> _Data provided_:
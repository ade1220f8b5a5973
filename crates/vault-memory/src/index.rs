//! Recall index construction and rendering.
//!
//! The index is a per-query projection of the notes: one [`IndexEntry`] per
//! note, in listing order, rendered as one prompt line per entry:
//!
//! ```text
//! [3] Groceries | groceries,milk,eggs | Buy milk and eggs for the week
//! ```

use std::cmp::Ordering;

use tracing::debug;

use vault_core::defaults::{INDEX_CHAR_BUDGET, INDEX_TITLE_MAX, PREVIEW_LENGTH, PREVIEW_STEPS};
use vault_core::{preview, truncate_chars, IndexEntry, Note};

/// Listing order: pinned first, then most recently updated, then highest id.
pub fn listing_order(a: &Note, b: &Note) -> Ordering {
    b.pinned
        .cmp(&a.pinned)
        .then_with(|| b.updated_at.cmp(&a.updated_at))
        .then_with(|| b.id.cmp(&a.id))
}

/// Sort notes into listing order in place.
pub fn order_notes(notes: &mut [Note]) {
    notes.sort_by(listing_order);
}

/// Project one note into an index entry.
pub fn index_entry(note: &Note) -> IndexEntry {
    IndexEntry {
        id: note.id,
        title: truncate_chars(note.display_title(), INDEX_TITLE_MAX).to_string(),
        tags: note.tags.clone(),
        preview: preview(&note.content, PREVIEW_LENGTH),
        pinned: note.pinned,
    }
}

/// Build the recall index in listing order. The input order does not matter.
pub fn build_index(notes: &[Note]) -> Vec<IndexEntry> {
    let mut ordered: Vec<&Note> = notes.iter().collect();
    ordered.sort_by(|a, b| listing_order(a, b));
    ordered.into_iter().map(index_entry).collect()
}

/// Render one index line with the preview cut to `preview_len` characters.
/// A zero `preview_len` leaves the preview column out.
pub fn render_line(entry: &IndexEntry, preview_len: usize) -> String {
    let tags = if entry.tags.is_empty() {
        "(none)".to_string()
    } else {
        entry.tags.join(",")
    };
    let mut line = format!("[{}] {} | {}", entry.id, entry.title, tags);
    if preview_len > 0 {
        let text = preview(&entry.preview, preview_len);
        line.push_str(" | ");
        line.push_str(if text.is_empty() { "(empty)" } else { &text });
    }
    line
}

/// Render the whole index as a prompt block.
///
/// Previews shrink step by step until the block fits the character budget.
/// Entries are never dropped, so a very large vault may still exceed it.
pub fn render_index(entries: &[IndexEntry]) -> String {
    render_index_within(entries, INDEX_CHAR_BUDGET)
}

pub(crate) fn render_index_within(entries: &[IndexEntry], budget: usize) -> String {
    let mut block = String::new();
    for preview_len in PREVIEW_STEPS {
        block = entries
            .iter()
            .map(|entry| render_line(entry, preview_len))
            .collect::<Vec<_>>()
            .join("\n");
        if block.chars().count() <= budget {
            return block;
        }
        debug!(
            entries = entries.len(),
            block_chars = block.len(),
            preview_len,
            "Index over budget, shrinking previews"
        );
    }
    block
}

#[cfg(test)]
mod tests {
    use super::*;
    use chrono::{Duration, TimeZone, Utc};
    use vault_core::NoteColor;

    fn note(id: i64, title: &str, content: &str, pinned: bool, age_mins: i64) -> Note {
        let base = Utc.with_ymd_and_hms(2024, 6, 1, 12, 0, 0).unwrap();
        Note {
            id,
            title: title.to_string(),
            content: content.to_string(),
            color: NoteColor::Slate,
            pinned,
            tags: vec![],
            created_at: base - Duration::minutes(age_mins),
            updated_at: base - Duration::minutes(age_mins),
        }
    }

    #[test]
    fn test_build_index_orders_pinned_then_recent() {
        let notes = vec![
            note(1, "old", "", false, 30),
            note(2, "pinned old", "", true, 60),
            note(3, "new", "", false, 5),
            note(4, "pinned new", "", true, 1),
        ];
        let ids: Vec<i64> = build_index(&notes).iter().map(|e| e.id).collect();
        assert_eq!(ids, vec![4, 2, 3, 1]);
    }

    #[test]
    fn test_build_index_ties_break_on_id() {
        let notes = vec![
            note(7, "a", "", false, 10),
            note(9, "b", "", false, 10),
            note(8, "c", "", false, 10),
        ];
        let ids: Vec<i64> = build_index(&notes).iter().map(|e| e.id).collect();
        assert_eq!(ids, vec![9, 8, 7]);
    }

    #[test]
    fn test_build_index_is_order_independent() {
        let mut notes = vec![
            note(1, "a", "", false, 3),
            note(2, "b", "", true, 9),
            note(3, "c", "", false, 1),
        ];
        let first = build_index(&notes);
        notes.reverse();
        assert_eq!(build_index(&notes), first);
        order_notes(&mut notes);
        let ids: Vec<i64> = notes.iter().map(|n| n.id).collect();
        assert_eq!(ids, first.iter().map(|e| e.id).collect::<Vec<_>>());
    }

    #[test]
    fn test_entry_truncation() {
        let long_title = "t".repeat(100);
        let long_body = "word ".repeat(100);
        let entry = index_entry(&note(1, &long_title, &long_body, false, 0));
        assert_eq!(entry.title.chars().count(), INDEX_TITLE_MAX);
        assert_eq!(entry.preview.chars().count(), PREVIEW_LENGTH);
        assert!(entry.preview.ends_with("..."));

        let blank = index_entry(&note(2, "  ", "", false, 0));
        assert_eq!(blank.title, "Untitled");
        assert_eq!(blank.preview, "");
    }

    #[test]
    fn test_render_line_format() {
        let mut entry = index_entry(&note(3, "Groceries", "Buy milk\nand eggs", false, 0));
        entry.tags = vec!["groceries".into(), "milk".into()];
        assert_eq!(
            render_line(&entry, PREVIEW_LENGTH),
            "[3] Groceries | groceries,milk | Buy milk and eggs"
        );
        assert_eq!(render_line(&entry, 0), "[3] Groceries | groceries,milk");

        let empty = index_entry(&note(4, "Blank", "", false, 0));
        assert_eq!(render_line(&empty, PREVIEW_LENGTH), "[4] Blank | (none) | (empty)");
    }

    #[test]
    fn test_render_index_shrinks_previews_but_keeps_entries() {
        let body = "lorem ipsum ".repeat(30);
        let entries: Vec<IndexEntry> = (1..=20)
            .map(|id| index_entry(&note(id, "Note", &body, false, id)))
            .collect();

        let full = render_index_within(&entries, usize::MAX);
        assert!(full.lines().all(|l| l.ends_with("...")));

        let tight = render_index_within(&entries, 20 * 40);
        assert_eq!(tight.lines().count(), 20);
        assert!(tight.chars().count() <= 20 * 40);

        let impossible = render_index_within(&entries, 10);
        assert_eq!(impossible.lines().count(), 20);
        assert!(impossible.lines().all(|l| !l.contains("lorem")));
    }
}
use clap::{Parser, ValueEnum};

use crate::movement::{MovementConfig, Steering, Timestep};
use crate::tiles::TileGridConfig;

#[derive(Debug, Clone, Copy, PartialEq, Eq, ValueEnum)]
pub enum TerrainKind {
    /// Analytic rolling hills.
    Wave,
    /// Window of cloned mesh tiles queried by ray casts.
    Tiled,
}

#[derive(Debug, Clone, Copy, PartialEq, Eq, ValueEnum)]
pub enum SteeringArg {
    World,
    Camera,
}

#[derive(Debug, Clone, Copy, PartialEq, Eq, ValueEnum)]
pub enum TimestepArg {
    PerSecond,
    PerTick,
}

/// Walk a character across endless terrain
#[derive(Parser, Debug)]
#[command(author, version, about, long_about = None)]
pub struct Args {
    /// Enable verbose logging
    #[arg(short, long)]
    pub verbose: bool,

    #[arg(long, value_enum, default_value_t = TerrainKind::Tiled)]
    pub terrain: TerrainKind,

    #[arg(long, value_enum, default_value_t = SteeringArg::Camera)]
    pub steering: SteeringArg,

    #[arg(long, value_enum, default_value_t = TimestepArg::PerSecond)]
    pub timestep: TimestepArg,

    /// Walking speed (units per second, or per tick with --timestep per-tick)
    #[arg(long, default_value_t = 4.0)]
    pub speed: f32,

    #[arg(long, default_value_t = 2.0)]
    pub sprint_multiplier: f32,

    /// Tiles per side of the terrain window (odd)
    #[arg(long, default_value_t = 3)]
    pub grid: u32,

    #[arg(long, default_value_t = 40.0)]
    pub tile_size: f32,

    #[arg(long, default_value_t = 0.1)]
    pub tile_overlap: f32,

    /// Grid quads per tile side
    #[arg(long, default_value_t = 32)]
    pub tile_resolution: u32,

    /// Crossfade duration between animation states, in seconds
    #[arg(long, default_value_t = 0.5)]
    pub fade: f32,
}

#[derive(Debug, Clone, PartialEq)]
pub struct DemoConfig {
    pub verbose: bool,
    pub terrain: TerrainKind,
    pub movement: MovementConfig,
    pub tiles: TileGridConfig,
    pub tile_resolution: u32,
    pub actor: String,
}

impl Default for DemoConfig {
    fn default() -> Self {
        Self {
            verbose: false,
            terrain: TerrainKind::Tiled,
            movement: MovementConfig::default(),
            tiles: TileGridConfig::default(),
            tile_resolution: 32,
            actor: crate::assets::ROBOT.to_string(),
        }
    }
}

impl From<Args> for DemoConfig {
    fn from(args: Args) -> Self {
        let defaults = DemoConfig::default();
        Self {
            verbose: args.verbose,
            terrain: args.terrain,
            movement: MovementConfig {
                base_speed: args.speed,
                sprint_multiplier: args.sprint_multiplier,
                steering: match args.steering {
                    SteeringArg::World => Steering::WorldAxes,
                    SteeringArg::Camera => Steering::CameraRelative,
                },
                timestep: match args.timestep {
                    TimestepArg::PerSecond => Timestep::PerSecond,
                    TimestepArg::PerTick => Timestep::PerTick,
                },
                fade_duration: args.fade.max(0.0),
                ..defaults.movement
            },
            tiles: TileGridConfig {
                grid: args.grid.max(1),
                tile_size: args.tile_size,
                overlap: args.tile_overlap,
            },
            tile_resolution: args.tile_resolution,
            ..defaults
        }
    }
}

#[cfg(test)]
mod tests {
    use super::*;

    #[test]
    fn defaults_parse_to_default_config() {
        let args = Args::try_parse_from(["terrain_walker"]).expect("args");
        assert_eq!(DemoConfig::from(args), DemoConfig::default());
    }

    #[test]
    fn flags_override_defaults() {
        let args = Args::try_parse_from([
            "terrain_walker",
            "--terrain",
            "wave",
            "--steering",
            "world",
            "--timestep",
            "per-tick",
            "--speed",
            "0.1",
            "--grid",
            "5",
            "-v",
        ])
        .expect("args");
        let config = DemoConfig::from(args);
        assert!(config.verbose);
        assert_eq!(config.terrain, TerrainKind::Wave);
        assert_eq!(config.movement.steering, Steering::WorldAxes);
        assert_eq!(config.movement.timestep, Timestep::PerTick);
        assert_eq!(config.movement.base_speed, 0.1);
        assert_eq!(config.tiles.grid, 5);
    }

    #[test]
    fn unknown_terrain_is_rejected() {
        assert!(Args::try_parse_from(["terrain_walker", "--terrain", "lava"]).is_err());
    }
}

> _Exercise prompt_: Where a line in the material above holds "PerTick", copy that line.

> _Answer to the exercise_:
    PerTick,
                    TimestepArg::PerTick => Timestep::PerTick,
        assert_eq!(config.movement.timestep, Timestep::PerTick);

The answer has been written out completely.